### What is being asked
Would you filter these records and copy every line that has the word "VarKind"?

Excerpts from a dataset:
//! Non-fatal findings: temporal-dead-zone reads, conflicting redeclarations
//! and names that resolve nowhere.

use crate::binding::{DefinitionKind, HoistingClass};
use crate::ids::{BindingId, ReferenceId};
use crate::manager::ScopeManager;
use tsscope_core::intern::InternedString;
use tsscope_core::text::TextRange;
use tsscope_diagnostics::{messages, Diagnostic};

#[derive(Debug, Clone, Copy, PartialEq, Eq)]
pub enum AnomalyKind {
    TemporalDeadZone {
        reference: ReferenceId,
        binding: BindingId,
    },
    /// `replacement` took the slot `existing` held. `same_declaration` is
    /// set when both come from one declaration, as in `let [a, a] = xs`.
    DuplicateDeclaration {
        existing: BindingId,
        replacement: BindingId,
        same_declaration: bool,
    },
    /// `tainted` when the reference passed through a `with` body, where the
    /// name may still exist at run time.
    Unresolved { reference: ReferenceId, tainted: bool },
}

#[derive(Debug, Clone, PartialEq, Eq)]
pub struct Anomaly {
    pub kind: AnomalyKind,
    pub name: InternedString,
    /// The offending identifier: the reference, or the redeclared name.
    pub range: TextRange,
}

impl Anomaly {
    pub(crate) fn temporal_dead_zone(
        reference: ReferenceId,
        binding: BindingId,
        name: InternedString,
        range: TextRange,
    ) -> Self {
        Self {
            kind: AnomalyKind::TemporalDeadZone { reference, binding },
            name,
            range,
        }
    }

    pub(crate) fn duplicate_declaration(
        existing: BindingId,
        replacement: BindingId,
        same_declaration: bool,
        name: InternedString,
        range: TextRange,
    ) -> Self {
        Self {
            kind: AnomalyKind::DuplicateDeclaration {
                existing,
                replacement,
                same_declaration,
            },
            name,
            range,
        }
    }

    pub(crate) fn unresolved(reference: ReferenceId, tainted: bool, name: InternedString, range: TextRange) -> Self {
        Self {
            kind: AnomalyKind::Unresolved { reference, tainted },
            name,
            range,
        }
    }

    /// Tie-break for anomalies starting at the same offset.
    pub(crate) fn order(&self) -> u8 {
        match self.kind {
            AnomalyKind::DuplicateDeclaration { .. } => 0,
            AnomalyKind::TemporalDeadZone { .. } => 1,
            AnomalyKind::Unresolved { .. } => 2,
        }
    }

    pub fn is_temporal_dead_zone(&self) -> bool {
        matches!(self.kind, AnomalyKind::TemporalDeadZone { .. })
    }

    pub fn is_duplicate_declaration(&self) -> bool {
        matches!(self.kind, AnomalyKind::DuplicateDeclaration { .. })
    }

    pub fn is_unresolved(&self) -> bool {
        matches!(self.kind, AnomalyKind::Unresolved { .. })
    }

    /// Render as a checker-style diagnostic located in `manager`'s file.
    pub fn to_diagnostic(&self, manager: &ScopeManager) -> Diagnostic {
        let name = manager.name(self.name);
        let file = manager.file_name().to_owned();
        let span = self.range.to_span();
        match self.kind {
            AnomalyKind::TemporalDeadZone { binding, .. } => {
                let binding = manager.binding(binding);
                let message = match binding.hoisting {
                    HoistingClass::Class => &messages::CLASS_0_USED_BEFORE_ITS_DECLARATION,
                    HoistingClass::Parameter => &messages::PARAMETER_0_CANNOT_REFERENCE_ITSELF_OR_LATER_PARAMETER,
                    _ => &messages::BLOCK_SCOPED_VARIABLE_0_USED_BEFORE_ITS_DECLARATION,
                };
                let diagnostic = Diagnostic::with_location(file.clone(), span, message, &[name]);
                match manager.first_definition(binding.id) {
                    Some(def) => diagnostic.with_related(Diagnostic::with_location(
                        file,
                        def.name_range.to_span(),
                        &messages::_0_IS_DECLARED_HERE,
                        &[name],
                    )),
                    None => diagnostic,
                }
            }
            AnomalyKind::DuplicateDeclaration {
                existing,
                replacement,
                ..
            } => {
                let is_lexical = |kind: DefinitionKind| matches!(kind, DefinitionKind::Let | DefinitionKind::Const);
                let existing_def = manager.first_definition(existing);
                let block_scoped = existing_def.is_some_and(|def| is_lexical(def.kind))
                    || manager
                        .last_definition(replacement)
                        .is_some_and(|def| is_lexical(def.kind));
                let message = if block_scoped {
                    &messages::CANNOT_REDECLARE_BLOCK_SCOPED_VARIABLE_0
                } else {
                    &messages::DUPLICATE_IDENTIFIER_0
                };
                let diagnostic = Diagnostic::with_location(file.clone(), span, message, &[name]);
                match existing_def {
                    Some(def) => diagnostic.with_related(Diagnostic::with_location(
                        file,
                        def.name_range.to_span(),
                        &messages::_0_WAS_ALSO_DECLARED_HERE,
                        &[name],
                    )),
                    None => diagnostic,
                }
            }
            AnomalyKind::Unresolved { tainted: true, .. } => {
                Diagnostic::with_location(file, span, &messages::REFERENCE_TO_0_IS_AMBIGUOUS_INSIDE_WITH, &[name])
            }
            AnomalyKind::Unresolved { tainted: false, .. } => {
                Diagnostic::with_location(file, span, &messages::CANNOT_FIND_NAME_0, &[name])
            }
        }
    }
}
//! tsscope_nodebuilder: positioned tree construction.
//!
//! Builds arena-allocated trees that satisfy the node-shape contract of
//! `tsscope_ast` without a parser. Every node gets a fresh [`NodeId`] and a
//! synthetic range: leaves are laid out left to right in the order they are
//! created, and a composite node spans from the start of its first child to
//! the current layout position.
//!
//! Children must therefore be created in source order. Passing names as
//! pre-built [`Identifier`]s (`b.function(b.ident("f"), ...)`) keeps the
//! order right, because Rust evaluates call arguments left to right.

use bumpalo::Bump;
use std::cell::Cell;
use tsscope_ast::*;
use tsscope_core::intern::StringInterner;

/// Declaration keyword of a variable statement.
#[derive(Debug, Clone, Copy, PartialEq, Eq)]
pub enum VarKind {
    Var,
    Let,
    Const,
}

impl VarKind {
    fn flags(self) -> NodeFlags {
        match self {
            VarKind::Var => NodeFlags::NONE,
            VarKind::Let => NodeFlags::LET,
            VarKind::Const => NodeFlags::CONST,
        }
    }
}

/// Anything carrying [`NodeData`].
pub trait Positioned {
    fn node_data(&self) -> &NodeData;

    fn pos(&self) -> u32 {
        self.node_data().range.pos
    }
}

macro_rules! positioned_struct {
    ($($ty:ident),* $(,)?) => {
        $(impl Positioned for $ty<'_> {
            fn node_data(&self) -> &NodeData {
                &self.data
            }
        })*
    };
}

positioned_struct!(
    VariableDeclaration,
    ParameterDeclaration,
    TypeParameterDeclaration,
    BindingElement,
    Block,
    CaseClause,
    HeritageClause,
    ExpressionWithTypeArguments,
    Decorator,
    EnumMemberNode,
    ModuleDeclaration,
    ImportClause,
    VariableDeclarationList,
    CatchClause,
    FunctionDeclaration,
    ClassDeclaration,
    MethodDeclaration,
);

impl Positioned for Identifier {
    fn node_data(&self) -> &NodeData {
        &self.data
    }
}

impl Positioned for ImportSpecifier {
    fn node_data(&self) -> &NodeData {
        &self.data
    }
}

...

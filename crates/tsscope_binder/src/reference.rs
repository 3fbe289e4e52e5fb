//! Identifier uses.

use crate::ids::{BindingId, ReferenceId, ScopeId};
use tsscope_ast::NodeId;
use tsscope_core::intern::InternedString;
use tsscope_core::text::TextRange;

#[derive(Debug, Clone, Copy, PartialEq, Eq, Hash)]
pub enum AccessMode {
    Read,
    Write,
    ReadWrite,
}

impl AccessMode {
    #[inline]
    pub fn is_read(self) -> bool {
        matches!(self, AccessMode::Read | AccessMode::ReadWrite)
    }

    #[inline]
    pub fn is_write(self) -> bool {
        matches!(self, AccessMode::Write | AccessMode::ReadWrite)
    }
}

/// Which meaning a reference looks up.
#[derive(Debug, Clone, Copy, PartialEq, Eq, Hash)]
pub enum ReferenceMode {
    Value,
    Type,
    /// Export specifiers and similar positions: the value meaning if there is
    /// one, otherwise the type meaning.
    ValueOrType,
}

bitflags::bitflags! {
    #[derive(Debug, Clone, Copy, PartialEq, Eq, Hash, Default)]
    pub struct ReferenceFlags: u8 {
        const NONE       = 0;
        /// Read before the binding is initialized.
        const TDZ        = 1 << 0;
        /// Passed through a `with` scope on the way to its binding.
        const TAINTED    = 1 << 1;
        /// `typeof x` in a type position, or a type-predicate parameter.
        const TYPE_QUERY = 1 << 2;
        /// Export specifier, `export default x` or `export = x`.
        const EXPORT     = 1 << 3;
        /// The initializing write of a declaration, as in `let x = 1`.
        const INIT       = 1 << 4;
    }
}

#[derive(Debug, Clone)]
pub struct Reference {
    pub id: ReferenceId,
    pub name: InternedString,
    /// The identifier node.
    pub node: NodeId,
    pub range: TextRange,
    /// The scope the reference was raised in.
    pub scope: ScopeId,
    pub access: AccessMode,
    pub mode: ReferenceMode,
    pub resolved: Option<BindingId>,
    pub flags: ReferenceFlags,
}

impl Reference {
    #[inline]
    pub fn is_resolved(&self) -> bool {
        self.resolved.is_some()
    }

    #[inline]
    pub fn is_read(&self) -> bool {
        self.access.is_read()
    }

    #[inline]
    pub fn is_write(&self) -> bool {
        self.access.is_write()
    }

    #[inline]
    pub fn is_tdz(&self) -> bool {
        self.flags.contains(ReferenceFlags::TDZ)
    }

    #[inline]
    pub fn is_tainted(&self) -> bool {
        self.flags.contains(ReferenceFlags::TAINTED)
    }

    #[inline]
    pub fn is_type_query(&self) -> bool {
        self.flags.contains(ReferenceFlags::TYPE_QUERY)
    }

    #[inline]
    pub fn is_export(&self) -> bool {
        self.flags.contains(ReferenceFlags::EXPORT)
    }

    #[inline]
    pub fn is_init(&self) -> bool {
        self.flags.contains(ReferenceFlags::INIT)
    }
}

### Task response
pub enum VarKind {
impl VarKind {
            VarKind::Var => NodeFlags::NONE,
            VarKind::Let => NodeFlags::LET,
            VarKind::Const => NodeFlags::CONST,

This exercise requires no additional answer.